What to work on: This exercise calls for the line with "pub fn cancel(&self)", the line with "inner.document = Some(document);", and all lines between them in the material below, output exactly and with no other lines.
==== Excerpted records
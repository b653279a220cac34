//! ---
//! nsp_section: "04-document-model"
//! nsp_subsection: "module"
//! nsp_type: "source"
//! nsp_scope: "code"
//! nsp_description: "Document model, markup parsing and asynchronous loading."
//! nsp_version: "v0.1.0"
//! nsp_owner: "tbd"
//! ---
use std::sync::Arc;
use std::thread;

use parking_lot::{Mutex, RwLock};
use serde::{Deserialize, Serialize};
use strum::{AsRefStr, Display};
use tracing::{debug, info, warn};

use crate::document::Document;
use crate::error::{DomError, Result};
use crate::parser::parse_document;

/// Lifecycle of the load worker.
#[derive(Debug, Clone, Copy, PartialEq, Eq, Hash, Serialize, Deserialize, Display, AsRefStr)]
#[serde(rename_all = "snake_case")]
#[strum(serialize_all = "snake_case")]
pub enum LoadState {
    Ready,
    Scheduled,
    Running,
    Succeeded,
    Failed,
    Cancelled,
}

impl LoadState {
    pub fn is_terminal(self) -> bool {
        matches!(
            self,
            LoadState::Succeeded | LoadState::Failed | LoadState::Cancelled
        )
    }

    fn is_active(self) -> bool {
        matches!(self, LoadState::Scheduled | LoadState::Running)
    }
}

type StateListener = Arc<dyn Fn(LoadState, LoadState) + Send + Sync>;

#[derive(Debug)]
struct LoaderInner {
    state: LoadState,
    generation: u64,
    document: Option<Arc<Document>>,
    error: Option<String>,
}

struct LoaderShared {
    inner: Mutex<LoaderInner>,
    listeners: RwLock<Vec<StateListener>>,
}

impl LoaderShared {
    /// Move to `next` if the load identified by `generation` is still current
    /// and `guard` accepts the present state. Listeners run outside the lock.
    fn transition<F>(&self, generation: u64, next: LoadState, guard: F) -> bool
    where
        F: FnOnce(&mut LoaderInner) -> bool,
    {
        let previous = {
            let mut inner = self.inner.lock();
            if inner.generation != generation || !guard(&mut inner) {
                return false;
            }
            let previous = inner.state;
            inner.state = next;
            previous
        };
        self.notify(previous, next);
        true
    }

    fn notify(&self, previous: LoadState, next: LoadState) {
        debug!(from = %previous, to = %next, "load state changed");
        let listeners: Vec<StateListener> = self.listeners.read().clone();
        for listener in listeners {
            listener(previous, next);
        }
    }
}

/// Asynchronous document loader with state-change notifications.
///
/// `load_content` returns at once; parsing happens on a dedicated loader
/// thread and every state transition is reported to the registered listeners
/// as `(previous, next)`.
#[derive(Clone)]
pub struct DocumentLoader {
    shared: Arc<LoaderShared>,
}

impl std::fmt::Debug for DocumentLoader {
    fn fmt(&self, f: &mut std::fmt::Formatter<'_>) -> std::fmt::Result {
        let inner = self.shared.inner.lock();
        f.debug_struct("DocumentLoader")
            .field("state", &inner.state)
            .field("generation", &inner.generation)
            .field("has_document", &inner.document.is_some())
            .finish()
    }
}

impl Default for DocumentLoader {
    fn default() -> Self {
        Self::new()
    }
}

impl DocumentLoader {
    pub fn new() -> Self {
        Self {
            shared: Arc::new(LoaderShared {
                inner: Mutex::new(LoaderInner {
                    state: LoadState::Ready,
                    generation: 0,
                    document: None,
                    error: None,
                }),
                listeners: RwLock::new(Vec::new()),
            }),
        }
    }

    /// Register a listener invoked with `(previous, next)` on every transition.
    pub fn add_state_listener<F>(&self, listener: F)
    where
        F: Fn(LoadState, LoadState) + Send + Sync + 'static,
    {
        self.shared.listeners.write().push(Arc::new(listener));
    }

    pub fn state(&self) -> LoadState {
        self.shared.inner.lock().state
    }

    /// The loaded document, once the loader reached [`LoadState::Succeeded`].
    pub fn document(&self) -> Option<Arc<Document>> {
        let inner = self.shared.inner.lock();
        match inner.state {
            LoadState::Succeeded => inner.document.clone(),
            _ => None,
        }
    }

    /// Reason of the last failed load.
    pub fn error(&self) -> Option<String> {
        self.shared.inner.lock().error.clone()
    }

    /// Start loading `markup` as `content_type` on a loader thread.
    pub fn load_content(
        &self,
        markup: impl Into<String>,
        content_type: impl Into<String>,
    ) -> Result<()> {
        let markup = markup.into();
        let content_type = content_type.into();

        let (generation, previous) = {
            let mut inner = self.shared.inner.lock();
            if inner.state.is_active() {
                return Err(DomError::LoadInProgress);
            }
            inner.generation += 1;
            inner.document = None;
            inner.error = None;
            let previous = inner.state;
            inner.state = LoadState::Scheduled;
            (inner.generation, previous)
        };
        self.shared.notify(previous, LoadState::Scheduled);

        let shared = Arc::clone(&self.shared);
        let spawned = thread::Builder::new()
            .name("nsprobe-loader".into())
            .spawn(move || run_load(shared, generation, markup, content_type));
        if let Err(err) = spawned {
            let reason = format!("unable to spawn loader thread: {err}");
            self.shared.transition(generation, LoadState::Failed, |inner| {
                inner.error = Some(reason);
                true
            });
            return Err(DomError::LoaderSpawn(err));
        }
        Ok(())
    }

    /// Abandon a scheduled or running load. Returns `false` when idle.
    pub fn cancel(&self) -> bool {
        let generation = self.shared.inner.lock().generation;
        let cancelled =
            self.shared
                .transition(generation, LoadState::Cancelled, |inner| inner.state.is_active());
        if cancelled {
            info!(generation, "document load cancelled");
        }
        cancelled
    }
}

fn run_load(shared: Arc<LoaderShared>, generation: u64, markup: String, content_type: String) {
    if !shared.transition(generation, LoadState::Running, |inner| {
        inner.state == LoadState::Scheduled
    }) {
        return;
    }

    match parse_document(&markup, &content_type) {
        Ok(document) => {
            let document = Arc::new(document);
            let stored = shared.transition(generation, LoadState::Succeeded, |inner| {
                if inner.state != LoadState::Running {
                    return false;
                }
                inner.document = Some(document);
                true
            });
            if stored {
                info!(content_type = %content_type, "document loaded");
            }
        }
        Err(err) => {
            warn!(content_type = %content_type, error = %err, "document load failed");
            shared.transition(generation, LoadState::Failed, |inner| {
                if inner.state != LoadState::Running {
                    return false;
                }
                inner.error = Some(err.to_string());
                true
            });
        }
    }
}

#[cfg(test)]
mod tests {
    use std::time::Duration;

    use nsprobe_sync::CompletionLatch;

    use super::*;

    fn terminal_latch(loader: &DocumentLoader) -> Arc<CompletionLatch> {
        let latch = Arc::new(CompletionLatch::new());
        let signal = Arc::clone(&latch);
        loader.add_state_listener(move |_, next| {
            if next.is_terminal() {
                signal.signal();
            }
        });
        latch
    }

    #[test]
    fn successful_load_reports_every_transition() {
        let loader = DocumentLoader::new();
        let seen = Arc::new(Mutex::new(Vec::new()));
        {
            let seen = Arc::clone(&seen);
            loader.add_state_listener(move |previous, next| seen.lock().push((previous, next)));
        }
        let done = terminal_latch(&loader);

        loader
            .load_content("<html xmlns=\"http://www.w3.org/1999/xhtml\"/>", "application/xhtml+xml")
            .expect("load starts");
        done.wait_timeout(Duration::from_secs(5)).expect("load finishes");

        assert_eq!(loader.state(), LoadState::Succeeded);
        assert_eq!(
            *seen.lock(),
            vec![
                (LoadState::Ready, LoadState::Scheduled),
                (LoadState::Scheduled, LoadState::Running),
                (LoadState::Running, LoadState::Succeeded),
            ]
        );
        let document = loader.document().expect("document available");
        assert_eq!(document.get_elements_by_tag_name("html").len(), 1);
    }

    #[test]
    fn unsupported_content_type_fails_the_load() {
        let loader = DocumentLoader::new();
        let done = terminal_latch(&loader);
        loader
            .load_content("plain text", "text/plain")
            .expect("load starts");
        done.wait_timeout(Duration::from_secs(5)).expect("load finishes");

        assert_eq!(loader.state(), LoadState::Failed);
        assert!(loader.document().is_none());
        assert!(loader
            .error()
            .expect("error recorded")
            .contains("unsupported content type"));
    }

    #[test]
    fn cancel_without_load_is_a_no_op() {
        let loader = DocumentLoader::new();
        assert!(!loader.cancel());
        assert_eq!(loader.state(), LoadState::Ready);
    }

    #[test]
    fn loader_can_be_reused_after_completion() {
        let loader = DocumentLoader::new();
        let first = terminal_latch(&loader);
        loader
            .load_content("<a/>", "application/xml")
            .expect("first load");
        first.wait_timeout(Duration::from_secs(5)).expect("first finishes");

        let second = terminal_latch(&loader);
        loader
            .load_content("<b><b/></b>", "application/xml")
            .expect("second load");
        second
            .wait_timeout(Duration::from_secs(5))
            .expect("second finishes");

        let document = loader.document().expect("document available");
        assert_eq!(document.get_elements_by_tag_name("b").len(), 2);
        assert_eq!(document.get_elements_by_tag_name("a").len(), 0);
    }
}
========
Task response:
    pub fn cancel(&self) -> bool {
        let generation = self.shared.inner.lock().generation;
        let cancelled =
            self.shared
                .transition(generation, LoadState::Cancelled, |inner| inner.state.is_active());
        if cancelled {
            info!(generation, "document load cancelled");
        }
        cancelled
    }
}

fn run_load(shared: Arc<LoaderShared>, generation: u64, markup: String, content_type: String) {
    if !shared.transition(generation, LoadState::Running, |inner| {
        inner.state == LoadState::Scheduled
    }) {
        return;
    }

    match parse_document(&markup, &content_type) {
        Ok(document) => {
            let document = Arc::new(document);
            let stored = shared.transition(generation, LoadState::Succeeded, |inner| {
                if inner.state != LoadState::Running {
                    return false;
                }
                inner.document = Some(document);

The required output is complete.